%%

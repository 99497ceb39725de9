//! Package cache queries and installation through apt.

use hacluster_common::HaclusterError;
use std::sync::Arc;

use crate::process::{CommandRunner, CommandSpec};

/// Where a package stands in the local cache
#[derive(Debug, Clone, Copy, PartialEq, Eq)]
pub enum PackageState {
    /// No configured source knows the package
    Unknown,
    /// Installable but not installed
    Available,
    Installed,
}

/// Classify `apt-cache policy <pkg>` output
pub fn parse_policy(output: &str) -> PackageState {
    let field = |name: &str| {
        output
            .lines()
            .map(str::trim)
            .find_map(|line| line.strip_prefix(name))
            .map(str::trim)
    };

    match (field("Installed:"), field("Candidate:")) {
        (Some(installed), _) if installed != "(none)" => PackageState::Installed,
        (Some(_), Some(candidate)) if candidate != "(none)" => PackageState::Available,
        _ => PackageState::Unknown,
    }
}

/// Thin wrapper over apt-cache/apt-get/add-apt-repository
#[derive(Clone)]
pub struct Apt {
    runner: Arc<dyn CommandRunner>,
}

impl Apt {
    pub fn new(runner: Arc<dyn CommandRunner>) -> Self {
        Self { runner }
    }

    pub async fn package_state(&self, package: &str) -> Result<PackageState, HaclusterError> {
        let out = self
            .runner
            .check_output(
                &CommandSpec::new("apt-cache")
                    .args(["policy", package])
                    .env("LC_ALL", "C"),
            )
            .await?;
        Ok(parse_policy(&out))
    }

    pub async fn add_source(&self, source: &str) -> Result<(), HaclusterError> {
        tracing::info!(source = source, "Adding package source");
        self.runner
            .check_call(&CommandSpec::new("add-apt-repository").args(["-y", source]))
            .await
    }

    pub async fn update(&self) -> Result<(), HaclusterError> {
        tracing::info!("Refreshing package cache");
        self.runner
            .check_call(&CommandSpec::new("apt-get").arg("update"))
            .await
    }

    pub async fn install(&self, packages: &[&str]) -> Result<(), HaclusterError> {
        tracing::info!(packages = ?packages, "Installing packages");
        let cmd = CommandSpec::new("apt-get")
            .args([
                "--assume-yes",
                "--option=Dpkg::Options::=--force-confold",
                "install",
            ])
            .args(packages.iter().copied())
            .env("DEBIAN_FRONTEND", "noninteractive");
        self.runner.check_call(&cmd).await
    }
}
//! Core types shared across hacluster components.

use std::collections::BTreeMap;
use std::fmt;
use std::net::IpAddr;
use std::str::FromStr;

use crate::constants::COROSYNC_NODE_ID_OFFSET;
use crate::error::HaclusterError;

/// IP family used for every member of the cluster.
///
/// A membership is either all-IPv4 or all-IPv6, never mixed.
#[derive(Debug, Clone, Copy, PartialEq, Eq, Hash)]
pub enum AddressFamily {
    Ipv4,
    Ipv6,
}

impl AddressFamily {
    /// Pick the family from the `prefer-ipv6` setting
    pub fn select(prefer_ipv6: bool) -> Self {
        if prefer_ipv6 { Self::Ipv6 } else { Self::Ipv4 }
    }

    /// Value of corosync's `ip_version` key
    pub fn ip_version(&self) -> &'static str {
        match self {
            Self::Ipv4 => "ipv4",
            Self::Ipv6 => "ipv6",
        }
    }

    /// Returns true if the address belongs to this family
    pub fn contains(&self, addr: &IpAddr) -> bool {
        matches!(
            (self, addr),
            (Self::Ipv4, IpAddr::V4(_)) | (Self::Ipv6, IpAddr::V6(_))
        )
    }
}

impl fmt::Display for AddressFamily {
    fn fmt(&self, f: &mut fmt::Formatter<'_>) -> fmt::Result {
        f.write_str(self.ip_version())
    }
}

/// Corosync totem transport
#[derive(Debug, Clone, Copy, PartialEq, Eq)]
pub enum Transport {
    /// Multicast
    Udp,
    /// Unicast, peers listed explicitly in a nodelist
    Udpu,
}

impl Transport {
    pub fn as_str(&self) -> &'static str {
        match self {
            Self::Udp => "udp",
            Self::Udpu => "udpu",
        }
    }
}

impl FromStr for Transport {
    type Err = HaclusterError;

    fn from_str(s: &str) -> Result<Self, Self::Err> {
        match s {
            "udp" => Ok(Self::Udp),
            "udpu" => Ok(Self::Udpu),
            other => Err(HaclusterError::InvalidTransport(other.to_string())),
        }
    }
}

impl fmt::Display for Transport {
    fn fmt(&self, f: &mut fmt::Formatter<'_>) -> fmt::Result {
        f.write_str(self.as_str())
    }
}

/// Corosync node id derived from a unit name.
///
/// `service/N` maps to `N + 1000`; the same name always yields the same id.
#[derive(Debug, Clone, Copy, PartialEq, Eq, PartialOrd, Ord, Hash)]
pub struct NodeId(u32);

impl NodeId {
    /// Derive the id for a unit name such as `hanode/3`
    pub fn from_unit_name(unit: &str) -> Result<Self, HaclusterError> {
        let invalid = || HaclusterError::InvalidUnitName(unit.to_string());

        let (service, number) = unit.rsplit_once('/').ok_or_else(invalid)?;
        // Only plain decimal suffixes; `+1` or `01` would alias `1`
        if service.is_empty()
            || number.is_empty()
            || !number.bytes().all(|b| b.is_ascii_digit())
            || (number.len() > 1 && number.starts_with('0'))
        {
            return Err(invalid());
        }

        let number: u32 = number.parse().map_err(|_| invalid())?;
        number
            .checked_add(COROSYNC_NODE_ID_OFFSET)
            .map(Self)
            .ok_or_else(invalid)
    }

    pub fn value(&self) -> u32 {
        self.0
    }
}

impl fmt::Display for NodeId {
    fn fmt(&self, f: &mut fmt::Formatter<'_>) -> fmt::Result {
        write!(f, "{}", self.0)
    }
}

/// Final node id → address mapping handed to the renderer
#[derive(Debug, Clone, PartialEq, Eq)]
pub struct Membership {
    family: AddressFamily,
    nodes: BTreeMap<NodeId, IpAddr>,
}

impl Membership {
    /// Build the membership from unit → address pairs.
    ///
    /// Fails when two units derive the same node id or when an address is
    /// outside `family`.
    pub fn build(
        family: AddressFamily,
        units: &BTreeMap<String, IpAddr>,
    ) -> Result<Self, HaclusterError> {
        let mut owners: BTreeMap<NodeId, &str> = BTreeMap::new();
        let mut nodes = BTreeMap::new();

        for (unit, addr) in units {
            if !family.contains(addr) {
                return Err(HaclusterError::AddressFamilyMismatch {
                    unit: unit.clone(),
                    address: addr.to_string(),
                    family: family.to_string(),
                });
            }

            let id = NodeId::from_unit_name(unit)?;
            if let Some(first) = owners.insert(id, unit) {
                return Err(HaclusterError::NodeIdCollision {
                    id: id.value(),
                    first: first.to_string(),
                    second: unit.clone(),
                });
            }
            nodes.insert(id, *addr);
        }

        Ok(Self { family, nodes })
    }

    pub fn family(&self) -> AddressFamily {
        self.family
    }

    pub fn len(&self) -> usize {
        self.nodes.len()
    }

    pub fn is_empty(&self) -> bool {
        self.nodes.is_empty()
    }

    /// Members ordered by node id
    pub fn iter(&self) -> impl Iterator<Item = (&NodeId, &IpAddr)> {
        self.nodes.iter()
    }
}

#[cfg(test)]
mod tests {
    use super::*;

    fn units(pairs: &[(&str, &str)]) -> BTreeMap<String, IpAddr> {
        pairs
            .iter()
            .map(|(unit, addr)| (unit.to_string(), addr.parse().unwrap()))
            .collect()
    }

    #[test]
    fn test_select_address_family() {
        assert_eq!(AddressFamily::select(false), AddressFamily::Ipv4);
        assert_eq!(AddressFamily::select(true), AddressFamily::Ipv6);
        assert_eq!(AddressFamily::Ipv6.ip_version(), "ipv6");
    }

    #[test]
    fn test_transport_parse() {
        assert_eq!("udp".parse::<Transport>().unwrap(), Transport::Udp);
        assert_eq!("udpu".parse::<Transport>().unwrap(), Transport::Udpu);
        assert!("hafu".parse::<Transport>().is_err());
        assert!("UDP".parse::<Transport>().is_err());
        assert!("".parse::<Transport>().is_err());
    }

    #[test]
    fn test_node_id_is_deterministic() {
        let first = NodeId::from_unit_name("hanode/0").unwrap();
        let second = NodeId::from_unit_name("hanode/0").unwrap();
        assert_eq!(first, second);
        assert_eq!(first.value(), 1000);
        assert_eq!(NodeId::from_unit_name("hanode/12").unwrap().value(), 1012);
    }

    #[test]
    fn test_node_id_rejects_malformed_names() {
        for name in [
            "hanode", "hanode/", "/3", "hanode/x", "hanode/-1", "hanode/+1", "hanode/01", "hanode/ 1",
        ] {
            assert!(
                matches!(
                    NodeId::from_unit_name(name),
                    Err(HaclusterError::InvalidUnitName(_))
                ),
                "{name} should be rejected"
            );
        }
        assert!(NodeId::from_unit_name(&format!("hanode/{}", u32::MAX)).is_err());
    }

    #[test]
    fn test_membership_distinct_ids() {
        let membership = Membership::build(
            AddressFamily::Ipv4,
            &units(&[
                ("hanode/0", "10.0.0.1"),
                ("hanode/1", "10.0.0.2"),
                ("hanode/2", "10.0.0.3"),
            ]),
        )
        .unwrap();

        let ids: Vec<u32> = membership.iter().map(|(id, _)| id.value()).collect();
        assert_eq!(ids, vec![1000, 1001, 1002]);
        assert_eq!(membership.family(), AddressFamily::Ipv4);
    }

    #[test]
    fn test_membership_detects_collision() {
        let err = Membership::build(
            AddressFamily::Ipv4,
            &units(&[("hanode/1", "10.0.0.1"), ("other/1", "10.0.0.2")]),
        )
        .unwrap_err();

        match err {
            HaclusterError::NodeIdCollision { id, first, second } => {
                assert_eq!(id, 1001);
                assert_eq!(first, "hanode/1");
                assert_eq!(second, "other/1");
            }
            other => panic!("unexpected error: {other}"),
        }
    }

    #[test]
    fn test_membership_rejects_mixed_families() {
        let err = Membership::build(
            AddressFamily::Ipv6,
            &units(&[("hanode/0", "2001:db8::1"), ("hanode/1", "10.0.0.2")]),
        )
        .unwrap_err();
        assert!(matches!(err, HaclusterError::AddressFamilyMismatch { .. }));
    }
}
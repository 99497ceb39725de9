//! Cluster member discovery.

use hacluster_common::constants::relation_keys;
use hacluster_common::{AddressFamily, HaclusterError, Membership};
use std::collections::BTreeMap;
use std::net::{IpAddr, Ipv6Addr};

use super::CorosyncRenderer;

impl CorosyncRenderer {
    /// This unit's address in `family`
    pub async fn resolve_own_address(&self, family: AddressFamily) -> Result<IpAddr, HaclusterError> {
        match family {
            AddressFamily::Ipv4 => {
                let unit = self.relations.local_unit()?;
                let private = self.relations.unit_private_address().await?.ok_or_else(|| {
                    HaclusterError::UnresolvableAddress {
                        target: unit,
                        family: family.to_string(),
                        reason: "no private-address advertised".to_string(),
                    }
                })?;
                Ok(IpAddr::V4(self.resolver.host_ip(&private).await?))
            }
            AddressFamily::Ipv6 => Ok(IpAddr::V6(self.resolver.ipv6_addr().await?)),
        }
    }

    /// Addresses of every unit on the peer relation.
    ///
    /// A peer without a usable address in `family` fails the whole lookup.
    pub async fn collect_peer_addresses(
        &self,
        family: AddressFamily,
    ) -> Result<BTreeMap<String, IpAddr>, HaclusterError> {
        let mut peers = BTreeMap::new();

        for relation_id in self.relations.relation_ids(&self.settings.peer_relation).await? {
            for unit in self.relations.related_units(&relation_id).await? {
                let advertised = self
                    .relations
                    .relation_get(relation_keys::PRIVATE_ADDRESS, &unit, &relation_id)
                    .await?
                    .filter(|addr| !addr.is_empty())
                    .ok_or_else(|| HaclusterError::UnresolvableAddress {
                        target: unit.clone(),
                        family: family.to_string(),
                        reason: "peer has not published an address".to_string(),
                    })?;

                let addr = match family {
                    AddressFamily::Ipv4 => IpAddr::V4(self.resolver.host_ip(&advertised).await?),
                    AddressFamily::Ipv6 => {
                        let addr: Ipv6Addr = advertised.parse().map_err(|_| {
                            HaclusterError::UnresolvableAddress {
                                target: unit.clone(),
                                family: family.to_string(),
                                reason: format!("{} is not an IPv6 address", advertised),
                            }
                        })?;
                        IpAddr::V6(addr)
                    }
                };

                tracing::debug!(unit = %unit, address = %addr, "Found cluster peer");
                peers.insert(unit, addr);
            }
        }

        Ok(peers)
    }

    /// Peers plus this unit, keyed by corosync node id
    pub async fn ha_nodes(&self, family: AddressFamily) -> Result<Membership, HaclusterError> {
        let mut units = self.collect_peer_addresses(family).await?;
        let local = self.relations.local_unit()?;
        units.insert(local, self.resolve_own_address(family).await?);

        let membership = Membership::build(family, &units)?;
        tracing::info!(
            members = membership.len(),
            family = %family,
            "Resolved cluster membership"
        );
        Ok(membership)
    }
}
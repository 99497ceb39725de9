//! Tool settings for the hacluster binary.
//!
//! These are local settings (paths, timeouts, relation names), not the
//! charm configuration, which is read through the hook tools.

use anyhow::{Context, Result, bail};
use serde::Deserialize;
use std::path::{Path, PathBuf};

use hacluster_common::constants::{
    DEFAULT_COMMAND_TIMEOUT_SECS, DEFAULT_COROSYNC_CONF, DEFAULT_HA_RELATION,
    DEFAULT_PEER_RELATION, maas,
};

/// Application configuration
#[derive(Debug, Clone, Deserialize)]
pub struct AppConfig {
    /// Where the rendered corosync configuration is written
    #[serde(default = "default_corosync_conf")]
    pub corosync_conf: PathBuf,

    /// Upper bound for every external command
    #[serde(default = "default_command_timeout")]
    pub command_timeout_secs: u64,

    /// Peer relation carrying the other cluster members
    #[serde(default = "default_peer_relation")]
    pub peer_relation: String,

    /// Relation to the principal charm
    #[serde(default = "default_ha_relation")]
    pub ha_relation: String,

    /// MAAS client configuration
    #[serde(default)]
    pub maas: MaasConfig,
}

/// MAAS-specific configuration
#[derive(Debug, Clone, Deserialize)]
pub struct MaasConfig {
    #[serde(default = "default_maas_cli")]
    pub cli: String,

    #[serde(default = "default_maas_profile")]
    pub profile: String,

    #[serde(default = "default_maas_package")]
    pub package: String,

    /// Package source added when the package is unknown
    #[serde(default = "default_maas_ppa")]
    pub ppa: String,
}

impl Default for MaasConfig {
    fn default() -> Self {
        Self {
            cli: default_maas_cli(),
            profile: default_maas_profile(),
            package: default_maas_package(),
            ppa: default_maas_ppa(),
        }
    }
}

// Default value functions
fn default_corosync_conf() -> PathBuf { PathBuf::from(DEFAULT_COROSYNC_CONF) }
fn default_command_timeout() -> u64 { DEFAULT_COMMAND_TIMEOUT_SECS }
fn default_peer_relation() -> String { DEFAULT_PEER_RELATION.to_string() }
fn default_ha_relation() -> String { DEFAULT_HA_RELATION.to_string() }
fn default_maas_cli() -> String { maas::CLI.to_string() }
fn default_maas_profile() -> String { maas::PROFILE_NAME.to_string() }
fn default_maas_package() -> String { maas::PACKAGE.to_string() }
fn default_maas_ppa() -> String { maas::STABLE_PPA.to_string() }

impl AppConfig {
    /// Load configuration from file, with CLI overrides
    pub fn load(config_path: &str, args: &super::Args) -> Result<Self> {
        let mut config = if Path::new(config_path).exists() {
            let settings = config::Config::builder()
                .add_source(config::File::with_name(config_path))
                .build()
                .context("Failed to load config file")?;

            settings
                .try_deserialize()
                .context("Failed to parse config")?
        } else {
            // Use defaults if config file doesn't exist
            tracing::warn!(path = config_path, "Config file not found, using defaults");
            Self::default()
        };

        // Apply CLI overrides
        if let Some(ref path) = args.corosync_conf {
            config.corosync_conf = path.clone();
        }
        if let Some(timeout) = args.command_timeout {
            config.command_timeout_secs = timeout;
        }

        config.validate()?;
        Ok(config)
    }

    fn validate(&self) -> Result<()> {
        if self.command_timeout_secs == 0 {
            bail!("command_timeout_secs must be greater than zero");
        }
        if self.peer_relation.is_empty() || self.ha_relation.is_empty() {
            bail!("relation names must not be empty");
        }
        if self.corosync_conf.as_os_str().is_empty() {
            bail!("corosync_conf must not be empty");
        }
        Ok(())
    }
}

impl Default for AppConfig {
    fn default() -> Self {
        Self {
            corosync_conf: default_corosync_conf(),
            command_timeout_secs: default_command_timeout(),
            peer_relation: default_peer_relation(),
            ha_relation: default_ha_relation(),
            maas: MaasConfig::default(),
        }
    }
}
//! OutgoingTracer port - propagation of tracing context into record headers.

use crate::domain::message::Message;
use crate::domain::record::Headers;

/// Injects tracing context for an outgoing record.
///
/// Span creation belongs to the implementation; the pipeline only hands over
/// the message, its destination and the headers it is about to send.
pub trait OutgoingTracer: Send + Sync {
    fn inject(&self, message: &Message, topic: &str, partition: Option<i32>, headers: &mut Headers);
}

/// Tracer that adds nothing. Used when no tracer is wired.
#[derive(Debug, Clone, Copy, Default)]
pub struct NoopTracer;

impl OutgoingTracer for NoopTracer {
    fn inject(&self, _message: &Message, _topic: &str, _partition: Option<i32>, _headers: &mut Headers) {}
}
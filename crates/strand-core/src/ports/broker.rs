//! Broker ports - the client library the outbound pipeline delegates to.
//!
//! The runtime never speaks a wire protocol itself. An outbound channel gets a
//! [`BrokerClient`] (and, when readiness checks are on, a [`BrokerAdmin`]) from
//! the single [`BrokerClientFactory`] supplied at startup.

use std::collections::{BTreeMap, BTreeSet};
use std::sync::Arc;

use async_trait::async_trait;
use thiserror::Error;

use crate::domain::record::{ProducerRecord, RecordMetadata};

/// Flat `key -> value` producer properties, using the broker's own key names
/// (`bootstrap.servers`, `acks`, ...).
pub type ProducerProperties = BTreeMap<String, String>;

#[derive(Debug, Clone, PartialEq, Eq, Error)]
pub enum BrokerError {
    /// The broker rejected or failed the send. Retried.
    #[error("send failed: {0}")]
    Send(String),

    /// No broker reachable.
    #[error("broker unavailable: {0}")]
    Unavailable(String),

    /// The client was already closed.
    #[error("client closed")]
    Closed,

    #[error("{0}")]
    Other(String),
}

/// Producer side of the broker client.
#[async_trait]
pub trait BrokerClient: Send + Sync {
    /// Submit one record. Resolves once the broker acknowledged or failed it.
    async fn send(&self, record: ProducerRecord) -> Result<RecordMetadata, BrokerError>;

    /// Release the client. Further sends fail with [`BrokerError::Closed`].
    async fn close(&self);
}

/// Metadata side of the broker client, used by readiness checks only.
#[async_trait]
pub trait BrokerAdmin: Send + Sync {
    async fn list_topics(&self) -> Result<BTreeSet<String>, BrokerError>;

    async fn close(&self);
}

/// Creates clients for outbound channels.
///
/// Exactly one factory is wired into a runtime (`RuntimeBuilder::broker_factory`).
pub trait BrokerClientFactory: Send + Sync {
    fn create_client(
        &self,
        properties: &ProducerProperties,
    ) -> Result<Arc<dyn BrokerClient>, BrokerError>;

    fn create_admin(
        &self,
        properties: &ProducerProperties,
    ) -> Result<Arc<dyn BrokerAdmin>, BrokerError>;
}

%%

Task prompt: Report the lines above that contain "must".

Task answer:
            bail!("command_timeout_secs must be greater than zero");
            bail!("relation names must not be empty");
            bail!("corosync_conf must not be empty");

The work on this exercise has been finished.